НОВЕЛЛА (не глядя). Отлично, можешь отдыхать.
АЛЯ. Но вы ведь даже не посмотрели!
НОВЕЛЛА. Я верю в твою добросовестность, и к тому же новые послушники приехали, есть кому утром перемывать.
АЛЯ. Всё, уходить?
НОВЕЛЛА. Иди уже, ради бога.
Аля выходит. Новелла оглядывает кухню, крестится, гасит свет.
VIII
Комната в частном доме. Шурик сидит на диване, смотрит в телефон. Хлопает дверь, входит Новелла.
ШУРИК. Ты как выбралась? Я уже думал, что не придёшь. Калитка ведь запирается?
НОВЕЛЛА. У меня ключ от московской квартиры к калитке подходит. Так что ничего сложного.
ШУРИК. Ну, и как мы с тобой?.. Это… Что делать будем?
НОВЕЛЛА. Поцелуй меня.
Целуются.
НОВЕЛЛА. Вот это и будем делать.
ШУРИК. Я же о другом. Я вообще. И к тому же… Тебе ведь нельзя, пока ты в рясе. Грех.
НОВЕЛЛА. Хочешь, сниму?
ШУРИК. Ну да, хочу. То есть нет! Не сейчас, а вообще! Давай жить вместе?
НОВЕЛЛА. Ты как это представляешь? Бросить монастырь? Матушку подвести? Она меня выходила, на ноги поставила. Как они без меня?
ШУРИК. Жили ведь они и до тебя как-то. Вот так же и после тебя заживут. Ты мне нужнее.
НОВЕЛЛА. Не знаю. Если бы мне пять лет назад кто-нибудь сказал, что я буду в монастыре жить и Богу молиться… Да в глаза бы плюнула. А теперь… У меня друзья, кто не там (выразительно машет рукой) – те там (указывает на землю). Только мамулька и осталась. А она что? Она меня парализованную сюда привезла, думала, вытащит из прежней жизни. Если возвращаться в мир, то куда?
ШУРИК. В Москву поедем.
НОВЕЛЛА. Да уж не в деревне жить. А что в Москве делать? Профессия-то у тебя есть?

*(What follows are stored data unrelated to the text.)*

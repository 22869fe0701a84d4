//! Values under validation
//!
//! Constraints never see concrete Rust types. Arguments classify what they
//! wrap into a [`Value`] of one of a fixed set of kinds, and a constraint
//! implements the kinds it understands.

use super::error::Error;
use chrono::{DateTime, Utc};
use std::any::{Any, type_name};
use std::cmp::Ordering;
use std::collections::{BTreeMap, BTreeSet, HashMap, HashSet, VecDeque};
use std::fmt;

// ============================================================================
// KIND
// ============================================================================

/// The shape of a [`Value`].
#[derive(Debug, Clone, Copy, PartialEq, Eq, Hash)]
pub enum ValueKind {
    Nil,
    Bool,
    Number,
    String,
    Time,
    Countable,
    Iterable,
    Comparable,
}

impl fmt::Display for ValueKind {
    fn fmt(&self, f: &mut fmt::Formatter<'_>) -> fmt::Result {
        f.write_str(match self {
            Self::Nil => "nil",
            Self::Bool => "bool",
            Self::Number => "number",
            Self::String => "string",
            Self::Time => "time",
            Self::Countable => "countable",
            Self::Iterable => "iterable",
            Self::Comparable => "comparable",
        })
    }
}

// ============================================================================
// NUMBER
// ============================================================================

/// A number of any primitive width.
///
/// Integers are compared exactly; as soon as one side is a float both sides
/// are compared as `f64`.
#[derive(Debug, Clone, Copy)]
pub enum Number {
    Int(i128),
    Float(f64),
}

impl Number {
    #[must_use]
    pub fn is_integer(&self) -> bool {
        matches!(self, Self::Int(_))
    }

    #[must_use]
    #[allow(clippy::cast_precision_loss)]
    pub fn as_f64(&self) -> f64 {
        match *self {
            Self::Int(value) => value as f64,
            Self::Float(value) => value,
        }
    }

    #[must_use]
    pub fn is_zero(&self) -> bool {
        match *self {
            Self::Int(value) => value == 0,
            Self::Float(value) => value == 0.0,
        }
    }

    /// Compares two numbers; `None` when a float side is NaN.
    #[must_use]
    pub fn compare(&self, other: &Number) -> Option<Ordering> {
        match (self, other) {
            (Self::Int(left), Self::Int(right)) => Some(left.cmp(right)),
            _ => self.as_f64().partial_cmp(&other.as_f64()),
        }
    }
}

impl PartialEq for Number {
    fn eq(&self, other: &Self) -> bool {
        self.compare(other) == Some(Ordering::Equal)
    }
}

impl PartialOrd for Number {
    fn partial_cmp(&self, other: &Self) -> Option<Ordering> {
        self.compare(other)
    }
}

impl fmt::Display for Number {
    fn fmt(&self, f: &mut fmt::Formatter<'_>) -> fmt::Result {
        match self {
            Self::Int(value) => write!(f, "{value}"),
            Self::Float(value) => write!(f, "{value}"),
        }
    }
}

macro_rules! number_from {
    ($variant:ident as $target:ty: $($source:ty),+) => {
        $(
            impl From<$source> for Number {
                fn from(value: $source) -> Self {
                    Self::$variant(<$target>::from(value))
                }
            }
        )+
    };
}

number_from!(Int as i128: i8, i16, i32, i64, u8, u16, u32, u64);
number_from!(Float as f64: f32, f64);

impl From<isize> for Number {
    fn from(value: isize) -> Self {
        // isize is at most 64 bits on every supported target
        Self::Int(value as i128)
    }
}

impl From<usize> for Number {
    fn from(value: usize) -> Self {
        Self::Int(value as i128)
    }
}

impl From<i128> for Number {
    fn from(value: i128) -> Self {
        Self::Int(value)
    }
}

// ============================================================================
// COMPARABLE
// ============================================================================

/// A borrowed value of an arbitrary type, compared by equality.
#[derive(Clone, Copy)]
pub struct ComparableRef<'a> {
    value: &'a (dyn Any + Sync),
    type_name: &'static str,
}

impl<'a> ComparableRef<'a> {
    pub fn new<T: Any + Sync>(value: &'a T) -> Self {
        Self {
            value,
            type_name: type_name::<T>(),
        }
    }

    /// Returns the value if it is a `T`.
    #[must_use]
    pub fn downcast<T: Any>(&self) -> Option<&'a T> {
        let value: &'a dyn Any = self.value;
        value.downcast_ref()
    }

    #[must_use]
    pub fn type_name(&self) -> &'static str {
        self.type_name
    }
}

impl fmt::Debug for ComparableRef<'_> {
    fn fmt(&self, f: &mut fmt::Formatter<'_>) -> fmt::Result {
        f.debug_tuple("ComparableRef")
            .field(&self.type_name)
            .finish()
    }
}

// ============================================================================
// VALUE
// ============================================================================

/// A value classified into one of the kinds constraints understand.
///
/// Nullable kinds carry an `Option`; `None` is the nil value of that kind.
#[derive(Debug, Clone, Copy)]
pub enum Value<'a> {
    /// Only nil-ness is known; the payload is `true` for nil.
    Nil(bool),
    Bool(Option<bool>),
    Number(Option<Number>),
    String(Option<&'a str>),
    Time(Option<DateTime<Utc>>),
    /// A length that cannot be nil.
    Countable(usize),
    /// A collection; the payload is its element count.
    Iterable(Option<usize>),
    Comparable(Option<ComparableRef<'a>>),
}

impl<'a> Value<'a> {
    #[must_use]
    pub fn kind(&self) -> ValueKind {
        match self {
            Self::Nil(_) => ValueKind::Nil,
            Self::Bool(_) => ValueKind::Bool,
            Self::Number(_) => ValueKind::Number,
            Self::String(_) => ValueKind::String,
            Self::Time(_) => ValueKind::Time,
            Self::Countable(_) => ValueKind::Countable,
            Self::Iterable(_) => ValueKind::Iterable,
            Self::Comparable(_) => ValueKind::Comparable,
        }
    }

    /// Returns `true` for the nil value of any nullable kind.
    #[must_use]
    pub fn is_nil(&self) -> bool {
        match self {
            Self::Nil(is_nil) => *is_nil,
            Self::Bool(value) => value.is_none(),
            Self::Number(value) => value.is_none(),
            Self::String(value) => value.is_none(),
            Self::Time(value) => value.is_none(),
            Self::Countable(_) => false,
            Self::Iterable(value) => value.is_none(),
            Self::Comparable(value) => value.is_none(),
        }
    }

    /// Classifies a value of a type known only at run time.
    ///
    /// Recognizes booleans, every primitive number, `String`, `&'static str`,
    /// `DateTime<Utc>`, `serde_json::Value`, the `Option` of each of these,
    /// `Vec<String>` and `Vec<serde_json::Value>` as iterables, and `()` as
    /// nil.
    ///
    /// # Errors
    ///
    /// Returns [`Error::NotValidatable`] for any other type.
    pub fn classify<T: Any>(value: &'a T) -> Result<Value<'a>, Error> {
        let any: &'a dyn Any = value;
        classify_any(any).ok_or(Error::NotValidatable {
            type_name: type_name::<T>(),
        })
    }
}

fn classify_any(any: &dyn Any) -> Option<Value<'_>> {
    macro_rules! try_numbers {
        ($($ty:ty),+) => {
            $(
                if let Some(value) = any.downcast_ref::<$ty>() {
                    return Some(Value::Number(Some(Number::from(*value))));
                }
                if let Some(value) = any.downcast_ref::<Option<$ty>>() {
                    return Some(Value::Number(value.map(Number::from)));
                }
            )+
        };
    }

    if any.is::<()>() {
        return Some(Value::Nil(true));
    }
    if let Some(value) = any.downcast_ref::<bool>() {
        return Some(Value::Bool(Some(*value)));
    }
    if let Some(value) = any.downcast_ref::<Option<bool>>() {
        return Some(Value::Bool(*value));
    }
    try_numbers!(i8, i16, i32, i64, i128, isize, u8, u16, u32, u64, usize, f32, f64);
    if let Some(value) = any.downcast_ref::<String>() {
        return Some(Value::String(Some(value.as_str())));
    }
    if let Some(value) = any.downcast_ref::<&'static str>() {
        return Some(Value::String(Some(*value)));
    }
    if let Some(value) = any.downcast_ref::<Option<String>>() {
        return Some(Value::String(value.as_deref()));
    }
    if let Some(value) = any.downcast_ref::<DateTime<Utc>>() {
        return Some(Value::Time(Some(*value)));
    }
    if let Some(value) = any.downcast_ref::<Option<DateTime<Utc>>>() {
        return Some(Value::Time(*value));
    }
    if let Some(value) = any.downcast_ref::<serde_json::Value>() {
        return Some(classify_json(value));
    }
    if let Some(value) = any.downcast_ref::<Option<serde_json::Value>>() {
        return Some(value.as_ref().map_or(Value::Nil(true), classify_json));
    }
    if let Some(values) = any.downcast_ref::<Vec<serde_json::Value>>() {
        return Some(Value::Iterable(Some(values.len())));
    }
    if let Some(values) = any.downcast_ref::<Vec<String>>() {
        return Some(Value::Iterable(Some(values.len())));
    }
    None
}

fn classify_json(value: &serde_json::Value) -> Value<'_> {
    use serde_json::Value as Json;

    match value {
        Json::Null => Value::Nil(true),
        Json::Bool(value) => Value::Bool(Some(*value)),
        Json::Number(number) => {
            let number = number
                .as_i64()
                .map(Number::from)
                .or_else(|| number.as_u64().map(Number::from))
                .or_else(|| number.as_f64().map(Number::from));
            Value::Number(number)
        }
        Json::String(value) => Value::String(Some(value.as_str())),
        Json::Array(items) => Value::Iterable(Some(items.len())),
        Json::Object(entries) => Value::Iterable(Some(entries.len())),
    }
}

// ============================================================================
// COLLECTION
// ============================================================================

/// Anything with an element count, validated as an iterable.
pub trait Collection {
    fn count(&self) -> usize;
}

impl<T> Collection for [T] {
    fn count(&self) -> usize {
        self.len()
    }
}

impl<T, const N: usize> Collection for [T; N] {
    fn count(&self) -> usize {
        N
    }
}

impl<T> Collection for Vec<T> {
    fn count(&self) -> usize {
        self.len()
    }
}

impl<T> Collection for VecDeque<T> {
    fn count(&self) -> usize {
        self.len()
    }
}

impl<K, V, S> Collection for HashMap<K, V, S> {
    fn count(&self) -> usize {
        self.len()
    }
}

impl<K, V> Collection for BTreeMap<K, V> {
    fn count(&self) -> usize {
        self.len()
    }
}

impl<T, S> Collection for HashSet<T, S> {
    fn count(&self) -> usize {
        self.len()
    }
}

impl<T> Collection for BTreeSet<T> {
    fn count(&self) -> usize {
        self.len()
    }
}

impl Collection for serde_json::Map<String, serde_json::Value> {
    fn count(&self) -> usize {
        self.len()
    }
}

impl<C: Collection + ?Sized> Collection for &C {
    fn count(&self) -> usize {
        (**self).count()
    }
}

#[cfg(test)]
mod tests {
    use super::*;
    use proptest::prelude::*;
    use rstest::rstest;

    #[rstest]
    #[case(Number::from(3_u8), Number::from(3_i64), Ordering::Equal)]
    #[case(Number::from(2_i32), Number::from(2.5_f64), Ordering::Less)]
    #[case(Number::from(u64::MAX), Number::from(-1_i64), Ordering::Greater)]
    #[case(Number::from(0.1_f32), Number::from(0_i8), Ordering::Greater)]
    fn test_number_compare(
        #[case] left: Number,
        #[case] right: Number,
        #[case] expected: Ordering,
    ) {
        assert_eq!(left.compare(&right), Some(expected));
    }

    #[test]
    fn test_nan_is_incomparable() {
        assert_eq!(Number::from(f64::NAN).compare(&Number::from(1)), None);
    }

    fn kind_of<T: Any>(value: &T) -> ValueKind {
        Value::classify(value).unwrap().kind()
    }

    #[test]
    fn test_classify_known_types() {
        assert_eq!(kind_of(&true), ValueKind::Bool);
        assert_eq!(kind_of(&7_u16), ValueKind::Number);
        assert_eq!(kind_of(&String::from("x")), ValueKind::String);
        assert_eq!(kind_of(&"x"), ValueKind::String);
        assert_eq!(kind_of(&Utc::now()), ValueKind::Time);
        assert_eq!(kind_of(&vec!["a".to_owned()]), ValueKind::Iterable);
        assert!(Value::classify(&()).unwrap().is_nil());
        assert!(Value::classify(&None::<i32>).unwrap().is_nil());
    }

    #[test]
    fn test_classify_json() {
        let json = serde_json::json!({"a": [1, 2, 3]});
        let value = Value::classify(&json).unwrap();
        assert!(matches!(value, Value::Iterable(Some(1))));
        assert!(matches!(
            Value::classify(&serde_json::json!(null)).unwrap(),
            Value::Nil(true)
        ));
        assert!(matches!(
            Value::classify(&serde_json::json!(1.5)).unwrap(),
            Value::Number(Some(Number::Float(_)))
        ));
    }

    #[test]
    fn test_classify_unknown_type() {
        struct Opaque;
        let error = Value::classify(&Opaque).unwrap_err();
        match error {
            Error::NotValidatable { type_name } => assert!(type_name.ends_with("Opaque")),
            other => panic!("unexpected error: {other}"),
        }
    }

    #[test]
    fn test_comparable_downcast() {
        let value = 5_i32;
        let comparable = ComparableRef::new(&value);
        assert_eq!(comparable.downcast::<i32>(), Some(&5));
        assert_eq!(comparable.downcast::<i64>(), None);
        assert_eq!(comparable.type_name(), "i32");
    }

    #[test]
    fn test_comparable_downcast_custom_type() {
        #[derive(Debug, PartialEq, Eq)]
        struct Sku(&'static str);

        let sku = Sku("A-1");
        let comparable = Value::Comparable(Some(ComparableRef::new(&sku)));
        let Value::Comparable(Some(inner)) = comparable else {
            panic!("expected a comparable value");
        };
        assert_eq!(inner.downcast::<Sku>(), Some(&Sku("A-1")));
        assert_eq!(inner.downcast::<String>(), None);
    }

    proptest! {
        #[test]
        fn prop_integer_compare_matches_i64(a in any::<i64>(), b in any::<i64>()) {
            prop_assert_eq!(Number::from(a).compare(&Number::from(b)), Some(a.cmp(&b)));
        }
    }
}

ШУРИК. Я ведь электрик четвёртого разряда. Работу везде найду.
НОВЕЛЛА. Вот и ехал бы один.
ШУРИК. Я один не хочу. Куда мне без тебя?
НОВЕЛЛА. Да что ты, влюбился, что ли?
ШУРИК. Ну да. Типа того. Я ж говорю…
НОВЕЛЛА. Глупенький ты… Я ведь тоже жить хочу. Думаешь, по миру не скучаю? Ещё как скучаю! Только мне мужиков моих надо отмаливать. Не живут они долго. И ты, если со мной свяжешься, долго не протянешь. Не боишься?

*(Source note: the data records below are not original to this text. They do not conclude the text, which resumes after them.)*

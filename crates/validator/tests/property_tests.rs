//! Property-based tests for verity-validator.

use proptest::prelude::*;
use verity_validator::foundation::{DEFAULT_GROUP, is_ignored_for_groups};
use verity_validator::prelude::*;

fn element() -> impl Strategy<Value = PropertyPathElement> {
    prop_oneof![
        "[a-z]{1,8}".prop_map(PropertyPathElement::Property),
        (0usize..100).prop_map(PropertyPathElement::Index),
    ]
}

fn expected_rendering(elements: &[PropertyPathElement]) -> String {
    let mut out = String::new();
    for (position, element) in elements.iter().enumerate() {
        match element {
            PropertyPathElement::Property(name) => {
                if position > 0 {
                    out.push('.');
                }
                out.push_str(name);
            }
            PropertyPathElement::Index(index) => out.push_str(&format!("[{index}]")),
        }
    }
    out
}

// ============================================================================
// PATHS
// ============================================================================

proptest! {
    #[test]
    fn path_renders_dotted_and_bracketed(elements in prop::collection::vec(element(), 0..8)) {
        let path: PropertyPath = elements.iter().cloned().collect();
        prop_assert_eq!(path.to_string(), expected_rendering(&elements));
        prop_assert_eq!(path.len(), elements.len());
    }

    #[test]
    fn scope_paths_compose(elements in prop::collection::vec(element(), 1..6)) {
        let validator = Validator::new().at(elements.iter().cloned());
        let violations = validator
            .validate(&[&string("").with(it::is_not_blank())])
            .unwrap_err()
            .into_violations()
            .unwrap();
        prop_assert_eq!(
            violations.first().unwrap().path().to_string(),
            expected_rendering(&elements)
        );
    }
}

// ============================================================================
// VIOLATION LISTS
// ============================================================================

proptest! {
    #[test]
    fn list_is_error_iff_non_empty(count in 0usize..5) {
        let scope = Scope::default();
        let list: ViolationList = (0..count)
            .map(|i| scope.at_index(i).build_violation("code", "Message.").create())
            .collect();
        prop_assert_eq!(list.into_result().is_err(), count > 0);
    }

    #[test]
    fn fatal_errors_pass_through_untouched(count in 0usize..5) {
        let scope = Scope::default();
        let mut list: ViolationList = (0..count)
            .map(|_| scope.build_violation("code", "Message.").create())
            .collect();
        let returned = list.append_from_error(Error::Cancelled);
        prop_assert!(matches!(returned, Err(Error::Cancelled)));
        prop_assert_eq!(list.len(), count);
    }
}

// ============================================================================
// GROUPS
// ============================================================================

proptest! {
    #[test]
    fn ungrouped_constraints_ignore_default_group(value in ".{0,10}") {
        let plain = Validator::new().validate(&[&string(&value).with(it::is_not_blank())]);
        let with_default = Validator::new()
            .with_groups([DEFAULT_GROUP])
            .validate(&[&string(&value).with(it::is_not_blank())]);
        prop_assert_eq!(plain.is_ok(), with_default.is_ok());
        prop_assert!(!is_ignored_for_groups::<&str, &str>(&[], &[]));
        prop_assert!(!is_ignored_for_groups(&[DEFAULT_GROUP], &[] as &[&str]));
    }

    #[test]
    fn groups_match_on_intersection(
        active in prop::collection::vec("[a-c]", 1..3),
        groups in prop::collection::vec("[a-c]", 1..3),
    ) {
        let intersects = active.iter().any(|a| groups.contains(a));
        prop_assert_eq!(is_ignored_for_groups(&active, &groups), !intersects);
    }
}

// ============================================================================
// NUMBERS
// ============================================================================

proptest! {
    #[test]
    fn between_agrees_with_bounds(n in -1000i64..1000, min in -500i64..0, max in 0i64..500) {
        let result = Validator::new().validate_number(n, &[&it::is_between(min, max)]);
        prop_assert_eq!(result.is_ok(), (min..=max).contains(&n));
    }

    #[test]
    fn validation_is_idempotent(s in ".{0,20}") {
        let validator = Validator::new();
        let constraints: [&dyn Constraint; 2] = [&it::has_min_length(3), &it::has_max_length(10)];
        let first = validator.validate_string(&s, &constraints);
        let second = validator.validate_string(&s, &constraints);
        prop_assert_eq!(first.is_ok(), second.is_ok());
    }
}
//! Arguments accepted by [`Validator::validate`](crate::Validator::validate)
//!
//! - **Values**: [`string`], [`number`], [`boolean`], [`time`],
//!   [`iterable`], [`countable`], [`comparable`], [`nil`], their `nil_*`
//!   variants for optional values, [`strings`] for string lists, and
//!   [`value`] for values classified at run time
//! - **Nested**: [`valid`], [`nil_valid`], [`valid_each`], [`valid_map`]
//!
//! Flow combinators over arguments live in [`combinators`](crate::combinators).

pub mod nested;
pub mod value;

pub use nested::{ValidArgument, ValidEach, ValidMap, nil_valid, valid, valid_each, valid_map};
pub use value::{
    EachString, ValueArgument, boolean, comparable, countable, iterable, nil, nil_boolean,
    nil_comparable, nil_iterable, nil_number, nil_string, nil_time, number, string, strings, time,
    value,
};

ШУРИК. А чего мне бояться? Жизнь одна, так ведь и ты – одна такая, других нет. Я тебе говорю… Я красиво не умею… Но ты же понимаешь!
НОВЕЛЛА (целует его). Понимаю.
Четвёртая молитва Али
Сегодня опять было огромное небо, оно не вмещалось в кухонное окно и рвалось за край. Оно на горбу тащило тучи и облака, проливая их излишек в поле и оттого сильнее хмурясь. Оно устало, наше небо, ему трудно жить в апрельской зяби. А к вечеру вышло солнце, и когда вечером я шла в храм, то видела, как свинцовая растрёпанная краска по небу отходит вбок, обнажая голубой исходник.
Солнце прорвалось в пустоту между двумя корпусами, упало на газон, и мне показалось, что серебристый иней покрыл траву. А ёлка мигала разными цветами, как новогодняя гирлянда, и мучительно медленно летела на неё с угла крыши сияющая капля. И это тоже было взаправду.
Тут странное происходит со временем.